Der nächste Schritt war 2016 bis 2018. Da hatten wir den Streik wieder für einen Tarifvertrag, um die CFM zu tarifieren. Wir hatten innerhalb der CFM Lohnunterschiede bis zu 800 Euro brutto. Da rede ich noch nicht mal von den Lohnunterschieden zum Mutterkonzern. Diese Ungerechtigkeit war mir natürlich ein Anliegen, also – dies zu durchbrechen! Mein Kollege soll dasselbe verdienen wie das, was ich verdiene und ich möchte auch dasselbe, was er hat.

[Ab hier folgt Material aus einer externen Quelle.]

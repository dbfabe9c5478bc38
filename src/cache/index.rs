//! Keyed index over a loaded collection.

use std::sync::Arc;

use indexmap::IndexMap;

use super::traits::{KeyComparer, LookupKey};

/// Where an indexed item lives in the collection.
#[derive(Debug, Clone)]
struct Slot<K> {
  /// The key as produced by the key extractor
  key: K,
  position: usize,
}

/// Immutable index built once from a loaded collection.
///
/// Holds the ordered collection (which is also the positional view) and a
/// map from canonical key to item. Missing items are skipped while
/// indexing but stay in the collection. When two items share a key the
/// later one wins, while the key keeps the position of its first appearance.
#[derive(Debug)]
pub struct Index<K, T> {
  items: Arc<Vec<Option<T>>>,
  lookup: IndexMap<K, Slot<K>>,
}

impl<K: LookupKey, T> Index<K, T> {
  pub fn build<C: KeyComparer<K>>(
    items: Arc<Vec<Option<T>>>,
    key_of: &(dyn Fn(&T) -> K + Send + Sync),
    comparer: &C,
  ) -> Self {
    let mut lookup = IndexMap::with_capacity(items.len());
    for (position, item) in items.iter().enumerate() {
      let Some(item) = item else {
        continue;
      };
      let key = key_of(item);
      lookup.insert(comparer.canonicalize(&key), Slot { key, position });
    }

    Self { items, lookup }
  }

  /// The collection in its original order, missing items included.
  pub fn items(&self) -> &[Option<T>] {
    &self.items
  }

  /// Look up an item by an already canonicalized key.
  pub fn get(&self, canonical: &K) -> Option<&T> {
    self
      .lookup
      .get(canonical)
      .and_then(|slot| self.items[slot.position].as_ref())
  }

  /// Indexed keys in order of first appearance.
  pub fn keys(&self) -> impl Iterator<Item = &K> {
    self.lookup.values().map(|slot| &slot.key)
  }

  /// Indexed keys paired with the item each resolves to.
  pub fn entries(&self) -> impl Iterator<Item = (&K, &T)> {
    self.lookup.values().filter_map(|slot| {
      self.items[slot.position]
        .as_ref()
        .map(|item| (&slot.key, item))
    })
  }

  /// Number of items in the collection, missing ones included.
  pub fn len(&self) -> usize {
    self.items.len()
  }

  pub fn is_empty(&self) -> bool {
    self.items.is_empty()
  }

  /// Number of distinct keys.
  pub fn key_count(&self) -> usize {
    self.lookup.len()
  }
}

2016 haben wir sehr viel Öffentlichkeitsarbeit betrieben und sind auf allen politischen Veranstaltungen aufgeschlagen, wo die Politiker:innen waren. Man konnte uns dann mehr oder weniger irgendwann nicht mehr ausweichen, weil der Druck zu groß war. Dadurch haben wir erreicht, dass die privaten Anteilseigner rausgeflogen sind. 2018 wurden sie also rausgekauft vom Berliner Senat und die CFM war ab 1.1.2019 zu 100 % staatseigen.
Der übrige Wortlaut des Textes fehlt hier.